Meet William Abernathy. In MAKE Volume 28 William wrote a how-to on making a toy “pop-pop” steamboat that runs on heat and the water it’s floating in. To get to know William a bit more, I asked him a few questions.

Tell us a bit about yourself
I am a freelance writer. I live in Berkeley. I am interested in simple technologies, as I am a bit dim in the fields of electronics and digital computation. I have spent a lot of years as both a journalist and a technical writer, and now do a lot of interviews and profiles with scientists and engineers. I am fascinated by what they do and find the enthusiasm they bring to their work infectious. As a maker, I find I am drawn to metal as a material, but I’ve been working a lot with wood lately, because it’s difficult to machine furniture, and I want my two daughters to get some woodwork under their belts before I turn them loose on metal.

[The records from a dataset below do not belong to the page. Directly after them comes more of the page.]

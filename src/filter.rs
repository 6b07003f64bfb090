//! The read, censor, write loop.

use crate::censor::{LineCensor, is_comment};
use crate::config::strip_line_ending;
use crate::{Error, Result};
use std::io::{self, BufRead, BufWriter, Write};
use tracing::{debug, instrument, warn};

/// Counters collected while filtering a stream.
#[derive(Debug, Clone, Copy, Default, PartialEq, Eq)]
pub struct FilterStats {
    /// Lines read from the input.
    pub lines: usize,
    /// Comment lines passed through unchanged.
    pub comments: usize,
    /// Lines whose text was changed by the censor.
    pub censored: usize,
}

/// Copies `input` to `output` line by line, censoring every non-comment line.
///
/// Lines are read as raw bytes, so input in any encoding is censored.
/// Line terminators (`\n` or `\r\n`) are stripped on read and every output
/// line ends with `\n`, so the output has exactly one line per input line.
/// Output is buffered and flushed once the input is exhausted. If reading
/// fails part way, the lines already processed are flushed before the error
/// is returned.
///
/// # Errors
///
/// Returns [`Error::OperationFailed`] if reading the input, writing or
/// flushing the output fails.
#[instrument(skip_all)]
pub fn process<R, W>(mut input: R, output: W, censor: &LineCensor<'_>) -> Result<FilterStats>
where
    R: BufRead,
    W: Write,
{
    let mut writer = BufWriter::new(output);
    let mut stats = FilterStats::default();
    let mut buf = Vec::new();

    loop {
        buf.clear();
        match input.read_until(b'\n', &mut buf) {
            Ok(0) => break,
            Ok(_) => {},
            Err(e) => {
                if let Err(flush_err) = writer.flush() {
                    warn!(error = %flush_err, "failed to flush output after read error");
                }
                return Err(Error::operation("read_input", e));
            },
        }
        let line = strip_line_ending(&buf);
        stats.lines += 1;

        let written = if is_comment(line) {
            stats.comments += 1;
            write_line(&mut writer, line)
        } else {
            let censored = censor.censor(line);
            if *censored != *line {
                stats.censored += 1;
            }
            write_line(&mut writer, &censored)
        };
        written.map_err(|e| Error::operation("write_output", e))?;
    }

    writer
        .flush()
        .map_err(|e| Error::operation("flush_output", e))?;

    debug!(
        lines = stats.lines,
        comments = stats.comments,
        censored = stats.censored,
        "filtered input"
    );
    Ok(stats)
}

fn write_line<W: Write>(writer: &mut W, line: &[u8]) -> io::Result<()> {
    writer.write_all(line)?;
    writer.write_all(b"\n")
}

Why do you like making things?
I wish I knew! I went to a very trade-heavy high school, and spent much of my free time making model airplanes. Then I discovered motorbikes, which by dint of my poverty (and, too often, the quality of my workmanship), I spent a lot of time fixing. By my late thirties, I had finally settled down enough to have a “steady” garage, and found a bolt that for some reason needed its neck threaded. I got the right die out of my grandfather’s tap and die set, extended the threads, and spent much of the next hour jumping up and down around the house with the bolt in my hand, exclaiming “I cut these threads!” Many machine tools followed. Being able to machine a part out of metal makes me feel like I’m punching above my weight–that I can make a part that works just fine in something mass-manufactured or that I can improve some busted cost-engineered part makes me feel like I’ve done something better than a giant corporation.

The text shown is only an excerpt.